Based on observation, interview and document review, the facility failed to 1) establish that all fire drills had been conducted one drill per shift per quarter; and 2) ensure its staff was familiar with fire drill procedures.
Findings include:
1) On 10/28/19, document review revealed no evidence that the facility conducted the required quarterly fire drills for each shift over the past twelve months. There were no fire drill reports available for the first quarter of 2019 for the swing shift (4:00 PM - 12:00 AM) and the night shift (12:00 AM - 8:00 AM).
2) On 10/28/19, interview with two maintenance staff revealed that they did not know where the smoke compartments existed within the building.
On 10/29/19, prior to activating the fire alarm:
- an interview with a new nursing staff member (at the facility since 04/2019) about the facility's fire safety plan and the nursing staff member was uncertain of the rescue and alarm portion of the plan. This staff member was then prompted to examine the backside of identification badge for the R.A.C.E. acronym (rescue, alarm containment, extinguish) as part of their fire safety plan.
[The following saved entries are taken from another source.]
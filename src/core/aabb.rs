use glam::{Mat3, Quat, Vec3};
use serde::{Deserialize, Serialize};

/// Axis-aligned bounding box.
#[derive(Debug, Clone, Copy, PartialEq, Serialize, Deserialize)]
pub struct Aabb {
    pub min: Vec3,
    pub max: Vec3,
}

impl Aabb {
    pub fn new(min: Vec3, max: Vec3) -> Self {
        Self { min, max }
    }

    pub fn empty() -> Self {
        Self {
            min: Vec3::splat(f32::INFINITY),
            max: Vec3::splat(f32::NEG_INFINITY),
        }
    }

    /// Box covering all of space; used for planes.
    pub fn unbounded() -> Self {
        Self {
            min: Vec3::splat(f32::NEG_INFINITY),
            max: Vec3::splat(f32::INFINITY),
        }
    }

    pub fn from_half_extents(half_extents: Vec3) -> Self {
        Self::new(-half_extents, half_extents)
    }

    pub fn from_points(points: &[Vec3]) -> Self {
        let mut bounds = Self::empty();
        for &p in points {
            bounds.extend(p);
        }
        bounds
    }

    pub fn extend(&mut self, point: Vec3) {
        self.min = self.min.min(point);
        self.max = self.max.max(point);
    }

    pub fn is_bounded(&self) -> bool {
        self.min.is_finite() && self.max.is_finite()
    }

    pub fn extent(&self) -> Vec3 {
        (self.max - self.min) * 0.5
    }

    pub fn overlaps(&self, other: &Aabb) -> bool {
        self.min.cmple(other.max).all() && other.min.cmple(self.max).all()
    }

    pub fn scaled(&self, scale: Vec3) -> Aabb {
        let a = self.min * scale;
        let b = self.max * scale;
        Aabb::new(a.min(b), a.max(b))
    }

    /// Bounds of this box after rotating it by `rotation` and moving it to
    /// `position` (Arvo's method). Unbounded boxes stay unbounded.
    pub fn transformed(&self, position: Vec3, rotation: Quat) -> Aabb {
        if !self.is_bounded() {
            return Aabb::unbounded();
        }

        let rot = Mat3::from_quat(rotation);
        let mut out = Aabb::new(position, position);
        for i in 0..3 {
            for j in 0..3 {
                // Row i, column j of the rotation matrix.
                let m = rot.col(j)[i];
                let e = m * self.min[j];
                let f = m * self.max[j];
                if e < f {
                    out.min[i] += e;
                    out.max[i] += f;
                } else {
                    out.min[i] += f;
                    out.max[i] += e;
                }
            }
        }
        out
    }
}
- a second interview with a respiratory therapist (at the facility for three years) revealed that the respiratory therapist was familiar with the facility's fire safety plan, knew where the smoke compartments were located and where the manual pull stations were located and knew how to operate these device (in test mode).
Tag No.: K0908
Based on document review and interview, the facility failed to maintain the piped-in medical gas systems.
Findings include:
Review of the facility's 07/11/19 medical gas report revealed that there were 15 items identified needing repair for the vacuum and medical gas systems, such as:
a) medical air compressor and carbon monoxide monitoring (two items);
b) vacuum pump (four items);
c) gas manifold (two items);
d) master alarm panels #1 and #2 (five items); and
e) zone valve boxes MV#2 and MV#3 (two items).
Interview with the Facility Director revealed that there was no subsequent documentation to establish that the above listed items had been repaired.
Tag No.: K0914
Based on interview and document review, the facility failed to establish that the line isolation monitors within the operating rooms had been tested.
Findings include:
The facility did not have documentation to establish that the line isolation monitors (LIM) within the operating rooms had been tested at intervals of less than or equal to 1 month. Interview with the Facility Director indicated that there was no documentation to demonstrate that the LIM were being tested.
Tag No.: K0918
Based on document review and interview, the facility failed to establish that it had conducted all of the weekly emergency generator inspections over the past twelve months.
Findings include:
The facility did not have evidence of the following weekly emergency generator inspections:
- 07/14/19
- 07/29/19
- 08/03/19
- 09/08/19
- 09/15/19
and
- 10/13/19.
Tag No.: K0920
Based on observation, the facilty failed to ensure that relocatable power taps (RPT) within the building conformed to the allowable standards.
Findings include:
1) On 10/28/19, within the doctor's sleeping area the facility had a domestic, non Underwriters Laboratories (UL) 1363 standard RPT (non patient care area standard).
2) On 10/29/19, within the post-anesthesia care unit (PACU) on the south wall, the facility had a black colored, non UL 1363A or UL 60601-1 standard RPT (patient care area standard).